Pero otros días llegaban mejor aspectados. Tenía ganas de hablar y lo hacía (no muy alto) continuando diálogos interrumpidos por la cárcel. Eran mis compañeros los que llenaban con sus voces el silencio del calabozo. Otras veces, con la aguja en el papel de plomo, escribía.


Escribía lo que salía. Cosas dispares. Saber que después las tendría que romper no me motivaba demasiado. De todos modos, escribir me ayudaba a pensar algunos temas dándoles continuidad y final. Escribía sobre el miedo, sobre la traición, sobre la impotencia, sobre lo que significaba, en mi pequeña escala personal, el drama que estábamos viviendo.

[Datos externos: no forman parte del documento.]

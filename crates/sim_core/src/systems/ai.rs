//! Enemy controller: vision polling, pursuit, single-target attacks.

use crate::combat::{self, AttackMoveTask};
use crate::entity::EntityId;
use crate::events::{DamageEvent, FxEvent};
use crate::movement;
use crate::state::{MotionTask, SimState};
use collision_core::{Collider, LayerMask, SceneView};
use glam::Vec3;

/// Seconds between vision checks while the player is undiscovered.
pub const VISION_POLL_INTERVAL_S: f32 = 1.0;

/// One decision tick for every living enemy. Discovery is sticky: once the
/// player has been seen, the enemy pursues until one of them dies.
pub fn enemy_think(state: &mut SimState, proxies: &[Collider], dmg: &mut Vec<DamageEvent>, dt: f32) {
    let Some(pid) = state.player else {
        return;
    };
    let player_pos = match state.entities.get(pid) {
        Some(p) if !p.dead => p.pos,
        _ => return,
    };

    let ids: Vec<EntityId> = state
        .entities
        .iter()
        .filter(|e| e.brain.is_some() && !e.dead)
        .map(|e| e.id)
        .collect();

    for id in ids {
        let in_task = state.motion.contains_key(&id);
        let mut swing = None;
        {
            let Some(e) = state.entities.get_mut(id) else {
                continue;
            };
            let Some(brain) = e.brain.as_mut() else {
                continue;
            };
            if !brain.found_player {
                if brain.vision_poll.ready() {
                    brain.vision_poll.reset(VISION_POLL_INTERVAL_S);
                    if e.pos.distance(player_pos) <= brain.vision_range {
                        brain.found_player = true;
                        log::debug!("enemy {} spotted the player", id.0);
                    }
                } else {
                    brain.vision_poll.tick(dt);
                }
                if !brain.found_player {
                    continue;
                }
            }
            let dist = e.pos.distance(player_pos);
            if dist <= brain.attack_range {
                // In striking range: stop walking, swing when off cooldown.
                let attack = brain.attack.clone();
                e.ordinary_movement = false;
                if e.attack_cooldown.ready() && !in_task {
                    e.attack_cooldown.reset(attack.cooldown_s);
                    let to_player = player_pos - e.pos;
                    e.yaw = to_player.x.atan2(to_player.z);
                    swing = Some(attack);
                }
            } else if !in_task {
                e.ordinary_movement = true;
            }
        }

        if let Some(attack) = swing {
            let view = SceneView { statics: &state.scene, dynamics: proxies };
            if let Some(hit) = combat::resolve_single_target(
                &view,
                &state.entities,
                id,
                &attack,
                LayerMask::PLAYER,
            ) {
                dmg.push(DamageEvent {
                    src: Some(hit.attacker),
                    dst: hit.target,
                    amount: hit.damage,
                    knockback: hit.knockback,
                    knockback_duration_s: hit.knockback_duration_s,
                });
            }
            state.fx.push(FxEvent::AttackStarted { entity: id, combo_index: 0 });
            state
                .motion
                .insert(id, MotionTask::AttackMove(AttackMoveTask::new(&attack)));
        } else if !in_task {
            // Pursue on foot.
            let view = SceneView { statics: &state.scene, dynamics: proxies };
            if let Some(e) = state.entities.get_mut(id) {
                let seek = Vec3::new(player_pos.x - e.pos.x, 0.0, player_pos.z - e.pos.z);
                movement::apply(&view, e, seek, dt);
            }
        }
    }
}
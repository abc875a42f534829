//! Melee resolution: ray fans, sweep windows, combo chains, attack drift.
//!
//! Both attacker kinds fire a fan of rays across the attack's spread, five
//! degrees apart, from chest height. Enemies resolve a single target and
//! stop. The player's sweep stays open for the swing duration, rescanning on
//! a fixed cadence and never hitting the same target twice per swing.

use crate::entity::{EntityId, EntityStore};
use crate::movement::{self, rotate_y};
use collision_core::{BodyRef, LayerMask, QueryWorld};
use data_runtime::attack::AttackSpec;
use glam::Vec3;
use std::collections::HashSet;

/// Degrees between adjacent rays in the fan.
pub const FAN_STEP_DEG: i32 = 5;
/// Seconds between rescans while a sweep window is open.
pub const SWEEP_STEP_S: f32 = 0.05;

/// A resolved hit, not yet applied. Damage application happens in its own
/// phase so every resolver this tick sees the same pre-tick world.
#[derive(Clone, Debug)]
pub struct HitRecord {
    pub attacker: EntityId,
    pub target: EntityId,
    pub damage: i32,
    pub knockback: Vec3,
    pub knockback_duration_s: f32,
}

fn fan_scan(
    world: &impl QueryWorld,
    entities: &EntityStore,
    attacker: EntityId,
    attack: &AttackSpec,
    mask: LayerMask,
    mut on_target: impl FnMut(&EntityStore, EntityId) -> bool,
) {
    let Some(a) = entities.get(attacker) else {
        return;
    };
    if a.dead {
        return;
    }
    let origin = a.pos + Vec3::Y * a.half_height;
    let forward = a.forward();
    let mut angle = -attack.spread_deg;
    while angle <= attack.spread_deg {
        let dir = rotate_y(forward, angle as f32);
        for hit in world.raycast_all(origin, dir, attack.range, mask) {
            let BodyRef::Entity(raw) = hit.body else {
                continue;
            };
            let target = EntityId(raw);
            if target == attacker {
                continue;
            }
            if on_target(entities, target) {
                return;
            }
        }
        angle += FAN_STEP_DEG;
    }
}

fn hit_record(
    entities: &EntityStore,
    attacker: EntityId,
    target: EntityId,
    attack: &AttackSpec,
) -> Option<HitRecord> {
    let a = entities.get(attacker)?;
    let t = entities.get(target)?;
    if t.dead || !t.damageable {
        return None;
    }
    let away = (t.pos - a.pos).normalize_or_zero();
    Some(HitRecord {
        attacker,
        target,
        damage: attack.damage.max(0),
        knockback: away * attack.knockback_force,
        knockback_duration_s: attack.knockback_duration_s,
    })
}

/// Single-target resolution: the first valid target found in the fan, or
/// nothing. This is the enemy attack path.
pub fn resolve_single_target(
    world: &impl QueryWorld,
    entities: &EntityStore,
    attacker: EntityId,
    attack: &AttackSpec,
    mask: LayerMask,
) -> Option<HitRecord> {
    let mut found = None;
    fan_scan(world, entities, attacker, attack, mask, |store, target| {
        found = hit_record(store, attacker, target, attack);
        found.is_some()
    });
    found
}

/// Tracks where the player is in the combo chain.
#[derive(Clone, Debug, Default)]
pub struct ComboState {
    pub index: usize,
    pub last_attack_time_s: Option<f32>,
}

impl ComboState {
    /// Advances to the next combo link if the previous swing started within
    /// its chain window; otherwise restarts at the first. Returns the index
    /// of the attack to use now.
    pub fn advance(&mut self, attacks: &[AttackSpec], now_s: f32) -> usize {
        let chained = match (self.last_attack_time_s, attacks.get(self.index)) {
            (Some(last), Some(spec)) => spec
                .chain_time_s
                .is_some_and(|w| now_s - last < w && self.index + 1 < attacks.len()),
            _ => false,
        };
        self.index = if chained { self.index + 1 } else { 0 };
        self.last_attack_time_s = Some(now_s);
        self.index
    }
}

/// An open sweep window (player attack path). Rescans the fan every
/// `SWEEP_STEP_S` of accumulated sim time; targets already hit this swing
/// are skipped for the rest of the window.
#[derive(Clone, Debug)]
pub struct SweepTask {
    pub attacker: EntityId,
    attack: AttackSpec,
    mask: LayerMask,
    remaining_s: f32,
    accum_s: f32,
    hit: HashSet<EntityId>,
}

impl SweepTask {
    pub fn new(attacker: EntityId, attack: AttackSpec, mask: LayerMask) -> Self {
        Self {
            attacker,
            remaining_s: attack.move_duration_s,
            // Primed so the first tick scans immediately.
            accum_s: SWEEP_STEP_S,
            attack,
            mask,
            hit: HashSet::new(),
        }
    }

    /// Advances the window, appending resolved hits. Returns true when the
    /// window has closed.
    pub fn tick(
        &mut self,
        world: &impl QueryWorld,
        entities: &EntityStore,
        dt: f32,
        out: &mut Vec<HitRecord>,
    ) -> bool {
        self.accum_s += dt;
        while self.accum_s >= SWEEP_STEP_S {
            self.accum_s -= SWEEP_STEP_S;
            self.scan(world, entities, out);
        }
        self.remaining_s -= dt;
        self.remaining_s <= 0.0
    }

    fn scan(&mut self, world: &impl QueryWorld, entities: &EntityStore, out: &mut Vec<HitRecord>) {
        let attacker = self.attacker;
        let attack = &self.attack;
        let hit = &mut self.hit;
        fan_scan(world, entities, attacker, attack, self.mask, |store, target| {
            if hit.contains(&target) {
                return false;
            }
            if let Some(rec) = hit_record(store, attacker, target, attack) {
                hit.insert(target);
                out.push(rec);
            }
            false
        });
    }
}

/// Forward drift while a swing is active. No gravity; the settle pass keeps
/// the attacker on the ground.
#[derive(Clone, Debug)]
pub struct AttackMoveTask {
    pub remaining_s: f32,
    pub speed_mps: f32,
}

impl AttackMoveTask {
    pub fn new(attack: &AttackSpec) -> Self {
        Self {
            remaining_s: attack.move_duration_s,
            speed_mps: attack.move_speed_mps,
        }
    }

    pub fn tick(
        &mut self,
        world: &impl QueryWorld,
        e: &mut crate::entity::Entity,
        dt: f32,
    ) -> bool {
        let res = movement::resolve_grounded(world, &e.ground, e.pos, e.forward());
        e.pos += res.direction() * self.speed_mps * dt;
        movement::settle(world, e);
        self.remaining_s -= dt;
        self.remaining_s <= 0.0
    }
}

Resulta difícil, hoy, explicar dónde estaban las fronteras de nuestros pensamientos. En ese tiempo las verdades eran de vida o muerte y todo se jugaba en la estrecha franja entre la dignidad y el miedo. En este hoy, el tiempo histórico transita los caminos de un espacio político en el que luchamos contra un sistema de representación, contra una escala de valores que pretende negar nuestra propia historia, ésa que se escribió con el dolor de tantos. Antes, la oposición al poder no permitía tantas sutilezas: luchabas organizadamente contra la dictadura y por el socialismo y sabías lo que podía pasarte. Te alimentabas del ejemplo de otros que antes que vos habían hecho las mismas opciones y elegías con los ojos abiertos y el corazón convencido. Elegías, como volvemos a elegir hoy, las mismas verdades, aunque algunos digan que son dogmas y que pertenecemos a la izquierda tradicional, como si la creatividad y el revisionismo fueran la misma cosa. Desde esa dolorosa conciencia surge una especie de pudor. Cómo hablar hoy del límite del dolor, del límite de las fuerzas, de ése que hizo a algunos perder su propia identidad, sin que un desarzobispocontantinopolizador cualquiera intente hacerte creer que estás hablando de la prehistoria, como si ya todo estuviese bien, como si viviéramos "en el mejor de los mundos posibles" y todos fuésemos como Pangloss.
 

¿Te imaginas a vos misma otra vez un año y medio sola?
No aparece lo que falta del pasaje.